Each entry needs to be repeated exactly, with nothing added or removed.

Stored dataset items
================

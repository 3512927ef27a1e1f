// src/models/review.rs

use crate::models::UserResponse;
use chrono::{DateTime, Utc};
use serde::{Deserialize, Serialize};
use sqlx::FromRow;
use uuid::Uuid;
use validator::Validate;

/// Campground review
/// All queries join the author username so responses never need a second fetch.
#[derive(Debug, Clone, FromRow)]
pub struct Review {
    pub id: Uuid,
    pub campground_id: Uuid,
    pub author_id: Uuid,
    pub author_username: String,
    pub body: String,
    pub rating: i32,
    pub created_at: DateTime<Utc>,
}

/// Request to create a new review
#[derive(Debug, Deserialize, Validate)]
pub struct CreateReviewRequest {
    #[validate(length(min = 1, max = 2000))]
    pub body: String,

    /// Star rating, 1 through 5
    #[validate(range(min = 1, max = 5))]
    pub rating: i32,
}

/// Review response DTO exposed via API
#[derive(Debug, Clone, Serialize)]
pub struct ReviewResponse {
    pub id: Uuid,
    pub body: String,
    pub rating: i32,
    pub author: UserResponse,
    pub created_at: DateTime<Utc>,
}

impl Review {
    /// Convert database Review into API response
    pub fn to_response(&self) -> ReviewResponse {
        ReviewResponse {
            id: self.id,
            body: self.body.clone(),
            rating: self.rating,
            author: UserResponse {
                id: self.author_id,
                username: self.author_username.clone(),
            },
            created_at: self.created_at,
        }
    }
}

#[cfg(test)]
mod tests {
    use super::*;

    #[test]
    fn review_request_accepts_ratings_in_range() {
        for rating in 1..=5 {
            let req = CreateReviewRequest {
                body: "Great spot by the river.".into(),
                rating,
            };
            assert!(req.validate().is_ok(), "rating {} should be valid", rating);
        }
    }

    #[test]
    fn review_request_rejects_out_of_range_ratings() {
        for rating in [0, 6, -3, 100] {
            let req = CreateReviewRequest {
                body: "Great spot by the river.".into(),
                rating,
            };
            assert!(req.validate().is_err(), "rating {} should fail", rating);
        }
    }

    #[test]
    fn review_request_rejects_empty_body() {
        let req = CreateReviewRequest {
            body: String::new(),
            rating: 4,
        };
        assert!(req.validate().is_err());
    }
}
// src/handlers/users.rs
// DOCUMENTATION: HTTP handlers for registration, login and logout
// PURPOSE: Credential flows with flash + redirect semantics

use crate::auth::{
    flash_redirect, see_other, session_cookie, session_id_from_request, AuthService,
    SessionContext,
};
use crate::errors::CampError;
use crate::models::{Flash, LoginRequest, RegisterRequest};
use actix_web::{web, HttpRequest, HttpResponse, Responder};
use serde_json::json;
use sqlx::PgPool;
use validator::Validate;

/// GET /register
/// Registration form payload
pub async fn render_register(ctx: SessionContext) -> Result<impl Responder, CampError> {
    Ok(HttpResponse::Ok().json(ctx.render(json!({ "page": "register" }))))
}

/// POST /register
/// Create a user and log them straight in
/// Duplicate username/email bounces back to the form with a flash error and
/// creates no record.
pub async fn register(
    pool: web::Data<PgPool>,
    http_req: HttpRequest,
    req: web::Json<RegisterRequest>,
) -> Result<HttpResponse, CampError> {
    if let Err(e) = req.validate() {
        return Err(CampError::ValidationError(e.to_string()));
    }

    match AuthService::register(pool.get_ref(), &req).await {
        Ok((_user, session)) => {
            let mut response = see_other("/campgrounds");
            response
                .add_cookie(&session_cookie(session.id))
                .map_err(|e| {
                    log::error!("Failed to attach session cookie: {}", e);
                    CampError::InternalError
                })?;
            Ok(response)
        }
        Err(CampError::Conflict(message)) => {
            flash_redirect(
                pool.get_ref(),
                &http_req,
                Flash {
                    success: None,
                    error: Some(message),
                },
                "/register",
            )
            .await
        }
        Err(e) => Err(e),
    }
}

/// GET /login
/// Login form payload
pub async fn render_login(ctx: SessionContext) -> Result<impl Responder, CampError> {
    Ok(HttpResponse::Ok().json(ctx.render(json!({ "page": "login" }))))
}

/// POST /login
/// Verify credentials and rotate the session
pub async fn login(
    pool: web::Data<PgPool>,
    http_req: HttpRequest,
    req: web::Json<LoginRequest>,
) -> Result<HttpResponse, CampError> {
    if let Err(e) = req.validate() {
        return Err(CampError::ValidationError(e.to_string()));
    }

    let old_session_id = session_id_from_request(&http_req);

    match AuthService::login(pool.get_ref(), &req, old_session_id).await? {
        Some((_user, session)) => {
            let mut response = see_other("/campgrounds");
            response
                .add_cookie(&session_cookie(session.id))
                .map_err(|e| {
                    log::error!("Failed to attach session cookie: {}", e);
                    CampError::InternalError
                })?;
            Ok(response)
        }
        None => {
            // flash_redirect parks the error on the caller's session, or on a
            // fresh anonymous one when they have none
            flash_redirect(
                pool.get_ref(),
                &http_req,
                Flash {
                    success: None,
                    error: Some("Invalid username or password".into()),
                },
                "/login",
            )
            .await
        }
    }
}

/// GET /logout
/// Drop the login state, keep the session row for the goodbye flash
pub async fn logout(
    pool: web::Data<PgPool>,
    http_req: HttpRequest,
) -> Result<HttpResponse, CampError> {
    if let Some(session_id) = session_id_from_request(&http_req) {
        AuthService::logout(pool.get_ref(), session_id).await?;
    }

    Ok(see_other("/campgrounds"))
}

/// Configuration for user routes
pub fn config(cfg: &mut web::ServiceConfig) {
    cfg.route("/register", web::get().to(render_register))
        .route("/register", web::post().to(register))
        .route("/login", web::get().to(render_login))
        .route("/login", web::post().to(login))
        .route("/logout", web::get().to(logout));
}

================

◆ Exercise solution:
repository 3512927ef27a1e1f
// src/models/review.rs

use crate::models::UserResponse;
use chrono::{DateTime, Utc};
use serde::{Deserialize, Serialize};
use sqlx::FromRow;
use uuid::Uuid;
use validator::Validate;

/// Campground review
/// All queries join the author username so responses never need a second fetch.
#[derive(Debug, Clone, FromRow)]
pub struct Review {
    pub id: Uuid,
    pub campground_id: Uuid,
    pub author_id: Uuid,
    pub author_username: String,
    pub body: String,
    pub rating: i32,
    pub created_at: DateTime<Utc>,
}

/// Request to create a new review
#[derive(Debug, Deserialize, Validate)]
pub struct CreateReviewRequest {
    #[validate(length(min = 1, max = 2000))]
    pub body: String,

    /// Star rating, 1 through 5
    #[validate(range(min = 1, max = 5))]
    pub rating: i32,
}

/// Review response DTO exposed via API
#[derive(Debug, Clone, Serialize)]
pub struct ReviewResponse {
    pub id: Uuid,
    pub body: String,
    pub rating: i32,
    pub author: UserResponse,
    pub created_at: DateTime<Utc>,
}

impl Review {
    /// Convert database Review into API response
    pub fn to_response(&self) -> ReviewResponse {
        ReviewResponse {
            id: self.id,
            body: self.body.clone(),
            rating: self.rating,
            author: UserResponse {
                id: self.author_id,
                username: self.author_username.clone(),
            },
            created_at: self.created_at,
        }
    }
}

#[cfg(test)]
mod tests {
    use super::*;

    #[test]
    fn review_request_accepts_ratings_in_range() {
        for rating in 1..=5 {
            let req = CreateReviewRequest {
                body: "Great spot by the river.".into(),
                rating,
            };
            assert!(req.validate().is_ok(), "rating {} should be valid", rating);
        }
    }

    #[test]
    fn review_request_rejects_out_of_range_ratings() {
        for rating in [0, 6, -3, 100] {
            let req = CreateReviewRequest {
                body: "Great spot by the river.".into(),
                rating,
            };
            assert!(req.validate().is_err(), "rating {} should fail", rating);
        }
    }

    #[test]
    fn review_request_rejects_empty_body() {
        let req = CreateReviewRequest {
            body: String::new(),
            rating: 4,
        };
        assert!(req.validate().is_err());
    }
}
// src/handlers/users.rs
// DOCUMENTATION: HTTP handlers for registration, login and logout
// PURPOSE: Credential flows with flash + redirect semantics

use crate::auth::{
    flash_redirect, see_other, session_cookie, session_id_from_request, AuthService,
    SessionContext,
};
use crate::errors::CampError;
use crate::models::{Flash, LoginRequest, RegisterRequest};
use actix_web::{web, HttpRequest, HttpResponse, Responder};
use serde_json::json;
use sqlx::PgPool;
use validator::Validate;

/// GET /register
/// Registration form payload
pub async fn render_register(ctx: SessionContext) -> Result<impl Responder, CampError> {
    Ok(HttpResponse::Ok().json(ctx.render(json!({ "page": "register" }))))
}

/// POST /register
/// Create a user and log them straight in
/// Duplicate username/email bounces back to the form with a flash error and
/// creates no record.
pub async fn register(
    pool: web::Data<PgPool>,
    http_req: HttpRequest,
    req: web::Json<RegisterRequest>,
) -> Result<HttpResponse, CampError> {
    if let Err(e) = req.validate() {
        return Err(CampError::ValidationError(e.to_string()));
    }

    match AuthService::register(pool.get_ref(), &req).await {
        Ok((_user, session)) => {
            let mut response = see_other("/campgrounds");
            response
                .add_cookie(&session_cookie(session.id))
                .map_err(|e| {
                    log::error!("Failed to attach session cookie: {}", e);
                    CampError::InternalError
                })?;
            Ok(response)
        }
        Err(CampError::Conflict(message)) => {
            flash_redirect(
                pool.get_ref(),
                &http_req,
                Flash {
                    success: None,
                    error: Some(message),
                },
                "/register",
            )
            .await
        }
        Err(e) => Err(e),
    }
}

/// GET /login
/// Login form payload
pub async fn render_login(ctx: SessionContext) -> Result<impl Responder, CampError> {
    Ok(HttpResponse::Ok().json(ctx.render(json!({ "page": "login" }))))
}

/// POST /login
/// Verify credentials and rotate the session
pub async fn login(
    pool: web::Data<PgPool>,
    http_req: HttpRequest,
    req: web::Json<LoginRequest>,
) -> Result<HttpResponse, CampError> {
    if let Err(e) = req.validate() {
        return Err(CampError::ValidationError(e.to_string()));
    }

    let old_session_id = session_id_from_request(&http_req);

    match AuthService::login(pool.get_ref(), &req, old_session_id).await? {
        Some((_user, session)) => {
            let mut response = see_other("/campgrounds");
            response
                .add_cookie(&session_cookie(session.id))
                .map_err(|e| {
                    log::error!("Failed to attach session cookie: {}", e);
                    CampError::InternalError
                })?;
            Ok(response)
        }
        None => {
            // flash_redirect parks the error on the caller's session, or on a
            // fresh anonymous one when they have none
            flash_redirect(
                pool.get_ref(),
                &http_req,
                Flash {
                    success: None,
                    error: Some("Invalid username or password".into()),
                },
                "/login",
            )
            .await
        }
    }
}

/// GET /logout
/// Drop the login state, keep the session row for the goodbye flash
pub async fn logout(
    pool: web::Data<PgPool>,
    http_req: HttpRequest,
) -> Result<HttpResponse, CampError> {
    if let Some(session_id) = session_id_from_request(&http_req) {
        AuthService::logout(pool.get_ref(), session_id).await?;
    }

    Ok(see_other("/campgrounds"))
}

/// Configuration for user routes
pub fn config(cfg: &mut web::ServiceConfig) {
    cfg.route("/register", web::get().to(render_register))
        .route("/register", web::post().to(register))
        .route("/login", web::get().to(render_login))
        .route("/login", web::post().to(login))
        .route("/logout", web::get().to(logout));
}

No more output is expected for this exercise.